Would you return the lines between the one holding "#[derive(Debug, Clone, PartialEq, Eq, Default)]" and the one holding "use super::*;", inclusive, and only those, exactly as they stand in the listing below?

---

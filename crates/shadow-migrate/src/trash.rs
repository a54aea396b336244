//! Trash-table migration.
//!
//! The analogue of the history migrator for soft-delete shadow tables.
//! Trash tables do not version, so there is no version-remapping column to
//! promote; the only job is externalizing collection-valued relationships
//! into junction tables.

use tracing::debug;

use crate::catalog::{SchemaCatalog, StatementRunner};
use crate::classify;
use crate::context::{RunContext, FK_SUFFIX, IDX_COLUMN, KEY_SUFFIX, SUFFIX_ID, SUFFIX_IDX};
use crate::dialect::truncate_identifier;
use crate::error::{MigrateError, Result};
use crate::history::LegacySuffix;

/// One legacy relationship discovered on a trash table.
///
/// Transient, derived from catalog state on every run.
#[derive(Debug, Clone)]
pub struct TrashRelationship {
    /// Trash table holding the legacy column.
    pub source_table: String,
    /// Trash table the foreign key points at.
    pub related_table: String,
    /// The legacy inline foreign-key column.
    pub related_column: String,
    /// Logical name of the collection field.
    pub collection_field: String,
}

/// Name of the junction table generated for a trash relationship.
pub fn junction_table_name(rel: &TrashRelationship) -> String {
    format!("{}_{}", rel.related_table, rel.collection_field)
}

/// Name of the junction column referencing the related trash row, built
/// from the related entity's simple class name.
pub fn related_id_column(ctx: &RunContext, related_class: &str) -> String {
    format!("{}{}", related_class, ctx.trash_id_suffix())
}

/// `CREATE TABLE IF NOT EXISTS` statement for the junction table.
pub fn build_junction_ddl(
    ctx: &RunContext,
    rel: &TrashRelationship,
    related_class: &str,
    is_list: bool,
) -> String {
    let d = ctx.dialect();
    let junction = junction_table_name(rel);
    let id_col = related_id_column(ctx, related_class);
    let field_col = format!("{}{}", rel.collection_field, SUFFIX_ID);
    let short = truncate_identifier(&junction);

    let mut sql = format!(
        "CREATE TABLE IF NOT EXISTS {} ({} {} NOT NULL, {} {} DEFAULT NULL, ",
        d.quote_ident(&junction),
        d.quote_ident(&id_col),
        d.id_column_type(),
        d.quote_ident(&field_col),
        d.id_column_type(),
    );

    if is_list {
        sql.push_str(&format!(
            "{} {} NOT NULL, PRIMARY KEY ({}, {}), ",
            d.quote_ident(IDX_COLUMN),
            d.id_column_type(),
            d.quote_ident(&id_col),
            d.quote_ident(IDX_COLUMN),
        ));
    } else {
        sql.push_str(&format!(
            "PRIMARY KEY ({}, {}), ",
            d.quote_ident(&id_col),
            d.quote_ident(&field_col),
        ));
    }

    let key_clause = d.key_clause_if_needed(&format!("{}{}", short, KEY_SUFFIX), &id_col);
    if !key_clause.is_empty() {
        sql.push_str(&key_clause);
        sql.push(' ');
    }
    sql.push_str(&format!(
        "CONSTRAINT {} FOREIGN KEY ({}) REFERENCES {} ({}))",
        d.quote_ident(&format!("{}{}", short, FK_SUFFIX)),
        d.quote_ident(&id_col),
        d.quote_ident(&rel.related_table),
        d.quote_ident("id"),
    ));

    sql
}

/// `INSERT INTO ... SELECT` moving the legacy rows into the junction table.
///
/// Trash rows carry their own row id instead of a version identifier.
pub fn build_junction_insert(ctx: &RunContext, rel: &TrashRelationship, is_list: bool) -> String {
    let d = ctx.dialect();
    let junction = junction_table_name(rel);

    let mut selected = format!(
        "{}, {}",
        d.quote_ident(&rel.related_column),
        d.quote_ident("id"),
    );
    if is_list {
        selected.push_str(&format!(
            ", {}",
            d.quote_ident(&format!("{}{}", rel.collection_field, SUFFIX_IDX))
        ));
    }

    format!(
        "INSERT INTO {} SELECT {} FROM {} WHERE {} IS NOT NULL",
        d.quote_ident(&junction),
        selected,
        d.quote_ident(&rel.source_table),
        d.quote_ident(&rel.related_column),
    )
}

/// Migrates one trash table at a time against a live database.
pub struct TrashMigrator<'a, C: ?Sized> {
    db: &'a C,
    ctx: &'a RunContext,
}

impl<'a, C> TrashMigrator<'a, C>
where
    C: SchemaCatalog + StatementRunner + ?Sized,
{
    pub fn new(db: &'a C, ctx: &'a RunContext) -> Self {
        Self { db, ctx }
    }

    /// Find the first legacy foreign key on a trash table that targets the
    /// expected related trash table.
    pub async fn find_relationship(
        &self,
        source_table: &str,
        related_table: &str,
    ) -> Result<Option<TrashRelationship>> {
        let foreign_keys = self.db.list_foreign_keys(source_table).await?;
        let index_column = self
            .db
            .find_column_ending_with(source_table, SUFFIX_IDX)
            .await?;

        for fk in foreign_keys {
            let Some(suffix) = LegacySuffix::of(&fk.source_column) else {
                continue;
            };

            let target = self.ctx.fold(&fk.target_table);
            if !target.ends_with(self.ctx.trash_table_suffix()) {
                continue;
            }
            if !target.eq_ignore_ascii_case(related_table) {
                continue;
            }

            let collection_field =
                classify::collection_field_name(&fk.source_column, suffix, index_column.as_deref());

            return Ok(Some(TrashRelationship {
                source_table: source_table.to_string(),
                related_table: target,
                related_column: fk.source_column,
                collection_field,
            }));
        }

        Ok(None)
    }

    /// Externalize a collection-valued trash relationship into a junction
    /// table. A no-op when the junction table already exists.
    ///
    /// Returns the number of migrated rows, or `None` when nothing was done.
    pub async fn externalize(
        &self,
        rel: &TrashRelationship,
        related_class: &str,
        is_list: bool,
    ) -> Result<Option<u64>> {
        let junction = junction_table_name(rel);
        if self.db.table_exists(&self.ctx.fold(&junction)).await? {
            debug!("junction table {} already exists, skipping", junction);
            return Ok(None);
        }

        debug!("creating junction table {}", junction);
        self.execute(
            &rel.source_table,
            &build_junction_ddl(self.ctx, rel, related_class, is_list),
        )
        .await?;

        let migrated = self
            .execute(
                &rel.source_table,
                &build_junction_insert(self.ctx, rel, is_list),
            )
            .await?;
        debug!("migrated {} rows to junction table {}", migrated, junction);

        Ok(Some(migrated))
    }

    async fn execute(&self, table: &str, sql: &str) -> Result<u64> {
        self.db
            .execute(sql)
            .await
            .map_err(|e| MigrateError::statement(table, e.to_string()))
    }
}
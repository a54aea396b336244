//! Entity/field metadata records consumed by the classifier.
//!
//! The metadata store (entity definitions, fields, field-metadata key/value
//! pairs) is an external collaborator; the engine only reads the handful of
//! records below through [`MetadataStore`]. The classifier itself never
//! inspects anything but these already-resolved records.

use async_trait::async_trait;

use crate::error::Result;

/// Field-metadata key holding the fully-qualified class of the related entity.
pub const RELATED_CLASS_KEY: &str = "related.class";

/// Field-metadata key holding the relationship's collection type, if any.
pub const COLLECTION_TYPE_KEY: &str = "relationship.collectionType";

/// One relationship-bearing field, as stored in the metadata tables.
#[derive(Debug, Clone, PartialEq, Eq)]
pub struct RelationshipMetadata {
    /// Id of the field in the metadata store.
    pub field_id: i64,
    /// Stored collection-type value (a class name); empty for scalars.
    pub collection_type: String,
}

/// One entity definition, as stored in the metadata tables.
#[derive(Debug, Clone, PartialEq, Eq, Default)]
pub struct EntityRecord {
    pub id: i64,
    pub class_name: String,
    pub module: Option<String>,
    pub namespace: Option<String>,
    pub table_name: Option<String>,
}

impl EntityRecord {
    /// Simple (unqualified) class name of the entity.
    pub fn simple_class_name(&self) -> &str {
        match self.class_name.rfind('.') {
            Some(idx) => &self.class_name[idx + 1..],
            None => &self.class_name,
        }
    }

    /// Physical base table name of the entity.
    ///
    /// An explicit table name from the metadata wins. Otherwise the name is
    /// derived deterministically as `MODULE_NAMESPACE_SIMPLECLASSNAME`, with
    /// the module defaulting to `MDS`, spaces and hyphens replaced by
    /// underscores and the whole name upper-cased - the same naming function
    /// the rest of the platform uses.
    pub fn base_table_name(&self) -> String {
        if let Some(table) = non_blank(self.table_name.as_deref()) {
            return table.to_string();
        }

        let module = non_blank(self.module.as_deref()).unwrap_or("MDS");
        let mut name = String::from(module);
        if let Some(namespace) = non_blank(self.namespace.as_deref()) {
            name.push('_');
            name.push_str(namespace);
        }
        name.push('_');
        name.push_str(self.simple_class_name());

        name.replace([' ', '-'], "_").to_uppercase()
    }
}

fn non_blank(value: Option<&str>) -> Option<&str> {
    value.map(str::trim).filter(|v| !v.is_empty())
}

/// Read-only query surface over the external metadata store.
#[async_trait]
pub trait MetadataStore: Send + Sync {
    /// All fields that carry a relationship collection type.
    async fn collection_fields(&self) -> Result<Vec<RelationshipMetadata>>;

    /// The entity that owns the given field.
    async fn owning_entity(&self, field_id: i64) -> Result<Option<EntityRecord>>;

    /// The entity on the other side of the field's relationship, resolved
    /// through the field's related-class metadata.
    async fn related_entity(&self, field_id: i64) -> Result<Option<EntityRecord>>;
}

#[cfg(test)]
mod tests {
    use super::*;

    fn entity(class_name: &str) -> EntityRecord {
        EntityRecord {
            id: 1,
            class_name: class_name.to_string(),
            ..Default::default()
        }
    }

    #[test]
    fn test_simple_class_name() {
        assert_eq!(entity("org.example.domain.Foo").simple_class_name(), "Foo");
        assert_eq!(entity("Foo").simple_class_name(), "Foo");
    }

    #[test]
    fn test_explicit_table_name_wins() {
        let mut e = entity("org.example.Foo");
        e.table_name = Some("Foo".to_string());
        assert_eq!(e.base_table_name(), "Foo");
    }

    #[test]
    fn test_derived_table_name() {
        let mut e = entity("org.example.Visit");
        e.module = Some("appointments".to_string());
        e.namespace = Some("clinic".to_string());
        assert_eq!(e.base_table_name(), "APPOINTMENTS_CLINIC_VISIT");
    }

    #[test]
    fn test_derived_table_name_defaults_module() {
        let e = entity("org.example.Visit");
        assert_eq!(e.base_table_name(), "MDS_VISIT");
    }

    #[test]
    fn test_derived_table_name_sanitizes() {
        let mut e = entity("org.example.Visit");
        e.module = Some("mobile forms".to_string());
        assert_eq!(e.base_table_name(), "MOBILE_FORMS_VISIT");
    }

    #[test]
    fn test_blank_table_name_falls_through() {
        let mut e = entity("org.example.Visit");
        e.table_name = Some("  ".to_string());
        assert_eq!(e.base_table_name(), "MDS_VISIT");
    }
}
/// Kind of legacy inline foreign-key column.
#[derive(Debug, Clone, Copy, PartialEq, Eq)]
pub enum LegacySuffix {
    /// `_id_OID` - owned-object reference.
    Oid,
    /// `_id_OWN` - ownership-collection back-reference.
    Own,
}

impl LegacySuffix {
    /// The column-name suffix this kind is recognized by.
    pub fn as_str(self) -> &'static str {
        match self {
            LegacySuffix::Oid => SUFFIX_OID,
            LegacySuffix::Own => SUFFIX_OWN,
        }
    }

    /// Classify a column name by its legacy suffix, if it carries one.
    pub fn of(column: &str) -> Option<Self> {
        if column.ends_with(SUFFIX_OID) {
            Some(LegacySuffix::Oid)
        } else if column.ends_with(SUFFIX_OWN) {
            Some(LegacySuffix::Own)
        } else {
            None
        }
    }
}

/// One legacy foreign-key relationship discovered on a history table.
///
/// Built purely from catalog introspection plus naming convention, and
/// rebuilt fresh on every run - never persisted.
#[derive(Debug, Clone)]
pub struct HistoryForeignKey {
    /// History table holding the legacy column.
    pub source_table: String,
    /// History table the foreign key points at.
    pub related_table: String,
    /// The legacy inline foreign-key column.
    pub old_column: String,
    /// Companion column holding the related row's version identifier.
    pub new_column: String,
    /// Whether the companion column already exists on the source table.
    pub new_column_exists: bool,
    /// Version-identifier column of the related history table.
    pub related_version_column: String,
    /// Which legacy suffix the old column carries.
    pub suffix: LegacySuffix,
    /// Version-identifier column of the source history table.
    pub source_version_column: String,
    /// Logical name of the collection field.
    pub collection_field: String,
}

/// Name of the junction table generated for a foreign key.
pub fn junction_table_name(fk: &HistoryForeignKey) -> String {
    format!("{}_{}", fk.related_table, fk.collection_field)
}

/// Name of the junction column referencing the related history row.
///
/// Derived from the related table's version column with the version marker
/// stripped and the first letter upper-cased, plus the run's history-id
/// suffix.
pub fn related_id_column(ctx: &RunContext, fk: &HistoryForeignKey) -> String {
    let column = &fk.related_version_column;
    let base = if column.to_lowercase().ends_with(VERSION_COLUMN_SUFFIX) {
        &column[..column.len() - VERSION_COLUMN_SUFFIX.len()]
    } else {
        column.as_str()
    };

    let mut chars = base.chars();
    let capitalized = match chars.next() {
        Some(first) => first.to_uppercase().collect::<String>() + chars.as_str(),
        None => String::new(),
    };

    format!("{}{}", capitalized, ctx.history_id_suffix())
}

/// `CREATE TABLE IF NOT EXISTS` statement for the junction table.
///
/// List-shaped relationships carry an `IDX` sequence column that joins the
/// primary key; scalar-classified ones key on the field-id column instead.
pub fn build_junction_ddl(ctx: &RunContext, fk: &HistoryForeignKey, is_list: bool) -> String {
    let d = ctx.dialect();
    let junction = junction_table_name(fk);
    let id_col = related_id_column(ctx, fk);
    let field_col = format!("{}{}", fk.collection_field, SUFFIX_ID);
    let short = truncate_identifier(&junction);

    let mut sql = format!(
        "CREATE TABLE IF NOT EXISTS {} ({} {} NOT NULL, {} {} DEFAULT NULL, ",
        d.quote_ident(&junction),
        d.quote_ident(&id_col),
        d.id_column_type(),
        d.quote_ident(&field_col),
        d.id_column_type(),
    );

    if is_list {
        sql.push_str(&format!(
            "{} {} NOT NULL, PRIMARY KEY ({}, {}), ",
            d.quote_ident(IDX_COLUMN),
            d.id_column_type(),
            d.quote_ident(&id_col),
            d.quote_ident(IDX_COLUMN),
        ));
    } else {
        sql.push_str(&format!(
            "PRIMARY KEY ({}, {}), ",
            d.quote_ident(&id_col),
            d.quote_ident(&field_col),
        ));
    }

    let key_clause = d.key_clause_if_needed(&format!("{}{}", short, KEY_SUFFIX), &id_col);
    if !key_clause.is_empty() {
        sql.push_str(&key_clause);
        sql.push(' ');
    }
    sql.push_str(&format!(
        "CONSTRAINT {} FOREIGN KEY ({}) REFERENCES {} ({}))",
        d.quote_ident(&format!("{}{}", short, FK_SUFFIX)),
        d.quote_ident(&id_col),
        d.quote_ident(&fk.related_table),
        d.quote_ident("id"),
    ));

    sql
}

---

- [Solved problem]
#[derive(Debug, Clone, PartialEq, Eq, Default)]
pub struct EntityRecord {
    pub id: i64,
    pub class_name: String,
    pub module: Option<String>,
    pub namespace: Option<String>,
    pub table_name: Option<String>,
}

impl EntityRecord {
    /// Simple (unqualified) class name of the entity.
    pub fn simple_class_name(&self) -> &str {
        match self.class_name.rfind('.') {
            Some(idx) => &self.class_name[idx + 1..],
            None => &self.class_name,
        }
    }

    /// Physical base table name of the entity.
    ///
    /// An explicit table name from the metadata wins. Otherwise the name is
    /// derived deterministically as `MODULE_NAMESPACE_SIMPLECLASSNAME`, with
    /// the module defaulting to `MDS`, spaces and hyphens replaced by
    /// underscores and the whole name upper-cased - the same naming function
    /// the rest of the platform uses.
    pub fn base_table_name(&self) -> String {
        if let Some(table) = non_blank(self.table_name.as_deref()) {
            return table.to_string();
        }

        let module = non_blank(self.module.as_deref()).unwrap_or("MDS");
        let mut name = String::from(module);
        if let Some(namespace) = non_blank(self.namespace.as_deref()) {
            name.push('_');
            name.push_str(namespace);
        }
        name.push('_');
        name.push_str(self.simple_class_name());

        name.replace([' ', '-'], "_").to_uppercase()
    }
}

fn non_blank(value: Option<&str>) -> Option<&str> {
    value.map(str::trim).filter(|v| !v.is_empty())
}

/// Read-only query surface over the external metadata store.
#[async_trait]
pub trait MetadataStore: Send + Sync {
    /// All fields that carry a relationship collection type.
    async fn collection_fields(&self) -> Result<Vec<RelationshipMetadata>>;

    /// The entity that owns the given field.
    async fn owning_entity(&self, field_id: i64) -> Result<Option<EntityRecord>>;

    /// The entity on the other side of the field's relationship, resolved
    /// through the field's related-class metadata.
    async fn related_entity(&self, field_id: i64) -> Result<Option<EntityRecord>>;
}

#[cfg(test)]
mod tests {
    use super::*;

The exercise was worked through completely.